La barbe devient exceptionnelle chez les patrons du Cac 40 ou chez les hommes politiques. Philippe Séguin se la laissa pousser (timidement...), mais je crois me souvenir qu’il avait alors pris sa retraite politique.
Jean-Jacques Aillagon aussi, mais pas quand il fut ministre.
Il y a bien DSK, qui en arbore une, miteuse, ces temps-ci… Cet exemple, au passage, va contre le cliché selon lequel le barbu a quelque chose à cacher. C’était quand il avait le menton glabre que DSK avançait masqué. Aujourd’hui, l’ex-roi du monde est barbu… et tout nu ! A moins que nous ne sachions pas encore tout. Mais cela, je n’ose le penser….
J’insiste : hors le bas du visage, que peut bien cacher une barbe (1) ?... Ou alors, selon la même logique, il faudrait admettre que toute personne chevelue aussi dissimule quelque chose !

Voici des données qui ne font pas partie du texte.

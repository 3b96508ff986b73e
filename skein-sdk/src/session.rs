//! Per-network listener that carries decoded events through the router.
//!
//! A [`NetworkSession`] watches the pool for new connection instances of its
//! network and re-attaches to each one, dropping the previous generation's
//! subscription first so a message is never delivered twice.

use std::sync::{Arc, Weak};

use chrono::Utc;
use parking_lot::Mutex;

use crate::batch::{BatchQueue, StoreSink};
use crate::client::Command;
use crate::config::SettingsStore;
use crate::ctcp;
use crate::dcc::{DccNegotiator, Handled};
use crate::event::Event;
use crate::hub::{Hub, Subscription};
use crate::lag::LagReport;
use crate::pool::{ConnectionPool, NetworkConnection};
use crate::router::{CtcpMessage, DeliveryKind, MessageRouter, Route, RouteContext, RoutedEvent};
use crate::store::{ConversationStore, Encryption, Notifier};
use crate::target::{ConversationTarget, NetworkId};

/// Verbs answered automatically.
const CLIENTINFO: &str = "ACTION CLIENTINFO PING TIME VERSION";

/// A delivery the notifier wants surfaced.
#[derive(Debug, Clone, PartialEq)]
pub struct Alert {
    pub network: NetworkId,
    pub event: RoutedEvent,
}

/// Collaborators shared by every session of a runtime.
#[derive(Clone)]
pub struct SessionDeps {
    pub settings: SettingsStore,
    pub store: Arc<dyn ConversationStore>,
    pub encryption: Arc<dyn Encryption>,
    pub notifier: Arc<dyn Notifier>,
    pub dcc: DccNegotiator,
    pub alerts: Hub<Alert>,
    pub lag: Hub<(NetworkId, LagReport)>,
}

struct Shared {
    network: NetworkId,
    network_name: String,
    router: MessageRouter,
    batch: BatchQueue,
    deps: SessionDeps,
}

pub struct NetworkSession {
    shared: Arc<Shared>,
    listener: Mutex<Option<(u64, Subscription)>>,
    watcher: Mutex<Option<Subscription>>,
}

impl NetworkSession {
    pub fn new(network: NetworkId, network_name: String, deps: SessionDeps) -> Arc<Self> {
        let router = MessageRouter::new(
            deps.settings.clone(),
            Arc::clone(&deps.store),
            Arc::clone(&deps.encryption),
        );
        let batch = BatchQueue::new(Arc::new(StoreSink::new(Arc::clone(&deps.store))));
        Arc::new(Self {
            shared: Arc::new(Shared {
                network,
                network_name,
                router,
                batch,
                deps,
            }),
            listener: Mutex::new(None),
            watcher: Mutex::new(None),
        })
    }

    pub fn network(&self) -> &NetworkId {
        &self.shared.network
    }

    /// Follow connection-created notifications for this network. Attaches
    /// immediately if the pool already holds a connection.
    pub fn watch(self: &Arc<Self>, pool: &ConnectionPool) {
        let weak: Weak<Self> = Arc::downgrade(self);
        let network = self.shared.network.clone();
        let sub = pool.on_connection_created(move |conn| {
            if conn.id() != &network {
                return;
            }
            if let Some(session) = weak.upgrade() {
                session.attach(conn);
            }
        });
        *self.watcher.lock() = Some(sub);
        if let Some(conn) = pool.get_connection(&self.shared.network) {
            self.attach(&conn);
        }
    }

    /// Listen to `conn`, replacing any earlier attachment. Attaching to the
    /// same generation twice is a no-op.
    pub fn attach(&self, conn: &Arc<NetworkConnection>) {
        let mut slot = self.listener.lock();
        if let Some((generation, _)) = slot.as_ref()
            && *generation == conn.generation()
        {
            return;
        }
        if let Some((generation, mut old)) = slot.take() {
            old.unsubscribe();
            tracing::debug!(
                network = %self.shared.network,
                old = generation,
                new = conn.generation(),
                "Re-attaching listener"
            );
        }
        let shared = Arc::clone(&self.shared);
        let weak_conn = Arc::downgrade(conn);
        let sub = conn.subscribe(move |event| {
            if let Some(conn) = weak_conn.upgrade() {
                shared.on_event(&conn, event);
            }
        });
        *slot = Some((conn.generation(), sub));
    }

    /// Generation currently listened to.
    pub fn attached_generation(&self) -> Option<u64> {
        self.listener.lock().as_ref().map(|(g, _)| *g)
    }

    /// Detach and flush whatever is still queued.
    pub fn shutdown(&self) {
        self.watcher.lock().take();
        self.listener.lock().take();
        self.shared.batch.shutdown();
    }

    /// Apply queued deliveries now.
    pub fn flush(&self) {
        self.shared.batch.flush();
    }
}

impl Shared {
    fn on_event(&self, conn: &NetworkConnection, event: &Event) {
        let nick = conn.nick();
        if let Event::Lag(report) = event {
            self.deps.lag.publish(&(self.network.clone(), report.clone()));
        }
        let ctx = RouteContext {
            network: &self.network,
            network_name: &self.network_name,
            self_nick: &nick,
        };
        match self.router.route(&ctx, event) {
            Route::Deliver(ev) => self.deliver(ev, &nick),
            Route::Dcc { from, payload } => self.on_dcc(conn, &from, &payload),
            Route::Encryption(control) => self.deps.encryption.handle_control(&control),
            Route::Ctcp(msg) if msg.is_reply => self.show_ctcp_reply(&msg),
            Route::Ctcp(msg) => self.answer_ctcp(conn, &msg),
            Route::Drop(reason) => {
                tracing::trace!(network = %self.network, kind = event.kind(), ?reason, "Event not routed");
            }
        }
    }

    fn deliver(&self, mut ev: RoutedEvent, nick: &str) {
        if ev.notify_eligible && self.deps.notifier.should_notify(&ev, nick, &self.network) {
            ev.highlight = true;
            self.deps.alerts.publish(&Alert {
                network: self.network.clone(),
                event: ev.clone(),
            });
        }
        self.batch.enqueue(ev);
    }

    fn system_line(&self, target: ConversationTarget, text: String) {
        self.batch
            .enqueue(RoutedEvent::new(target, DeliveryKind::System, None, text));
    }

    fn on_dcc(&self, conn: &NetworkConnection, from: &str, payload: &str) {
        let query = ConversationTarget::query(&self.network, from);
        match self.deps.dcc.handle_offer(&self.network, from, payload) {
            Some(Handled::Pending(s)) => {
                self.system_line(query, format!("{from} offers {} (DCC #{}), awaiting decision", describe(&s.kind), s.id));
            }
            Some(Handled::Accepted(s)) => {
                self.system_line(query, format!("Accepted {} from {from} (DCC #{})", describe(&s.kind), s.id));
                let dcc = self.deps.dcc.clone();
                tokio::spawn(async move {
                    if let Err(e) = dcc.connect(s.id).await {
                        tracing::warn!(id = s.id, error = %e, "DCC connect failed");
                        dcc.close(s.id);
                    }
                });
            }
            Some(Handled::Rejected { session, notice }) => {
                self.system_line(query, format!("Rejected {} from {from}", describe(&session.kind)));
                if let Err(e) = conn.handle().try_send(Command::Notice {
                    target: from.to_string(),
                    text: notice,
                }) {
                    tracing::debug!(error = %e, "Could not send DCC rejection notice");
                }
            }
            Some(Handled::Resume { id, position }) => {
                tracing::debug!(network = %self.network, id, position, "DCC resume request");
            }
            None => {}
        }
    }

    fn answer_ctcp(&self, conn: &NetworkConnection, msg: &CtcpMessage) {
        let Some(reply) = ctcp_reply(&msg.verb, msg.params.as_deref()) else {
            tracing::debug!(network = %self.network, verb = %msg.verb, from = %msg.from, "Unanswered CTCP");
            return;
        };
        if let Err(e) = conn.handle().try_send(Command::Notice {
            target: msg.from.clone(),
            text: reply,
        }) {
            tracing::debug!(error = %e, verb = %msg.verb, "Could not send CTCP reply");
        }
    }

    fn show_ctcp_reply(&self, msg: &CtcpMessage) {
        let text = match &msg.params {
            Some(p) => format!("CTCP {} reply from {}: {p}", msg.verb, msg.from),
            None => format!("CTCP {} reply from {}", msg.verb, msg.from),
        };
        self.system_line(ConversationTarget::server(&self.network), text);
    }
}

fn describe(kind: &crate::dcc::DccKind) -> String {
    match kind {
        crate::dcc::DccKind::Chat => "a chat".to_string(),
        crate::dcc::DccKind::File { filename, size: Some(n) } => format!("{filename} ({n} bytes)"),
        crate::dcc::DccKind::File { filename, size: None } => filename.clone(),
    }
}

/// Encoded CTCP reply for a request, if the verb is one we answer.
pub fn ctcp_reply(verb: &str, params: Option<&str>) -> Option<String> {
    let body = match verb.to_ascii_uppercase().as_str() {
        "VERSION" => format!("skein {}", env!("CARGO_PKG_VERSION")),
        "PING" => params.unwrap_or_default().to_string(),
        "TIME" => Utc::now().to_rfc2822(),
        "CLIENTINFO" => CLIENTINFO.to_string(),
        _ => return None,
    };
    let verb = verb.to_ascii_uppercase();
    Some(ctcp::encode(&verb, Some(&body)))
}

#[cfg(test)]
mod tests {
    use super::*;

    #[test]
    fn ctcp_replies() {
        assert_eq!(ctcp_reply("ping", Some("123")).as_deref(), Some("\x01PING 123\x01"));
        assert!(ctcp_reply("VERSION", None).unwrap().starts_with("\x01VERSION skein "));
        assert_eq!(
            ctcp_reply("CLIENTINFO", None).as_deref(),
            Some("\x01CLIENTINFO ACTION CLIENTINFO PING TIME VERSION\x01")
        );
        assert!(ctcp_reply("FINGER", None).is_none());
    }
}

L’alternance mentons barbus et mentons glabres rythme notre histoire. Ce constat devrait nous inciter à prendre du recul avec nos préjugés et nos conditionnements. Déterminons-nous plutôt à partir de nos goûts et de notre physique. Et posons-nous la seule question qui vaille : qu’est-ce qui me va le mieux ?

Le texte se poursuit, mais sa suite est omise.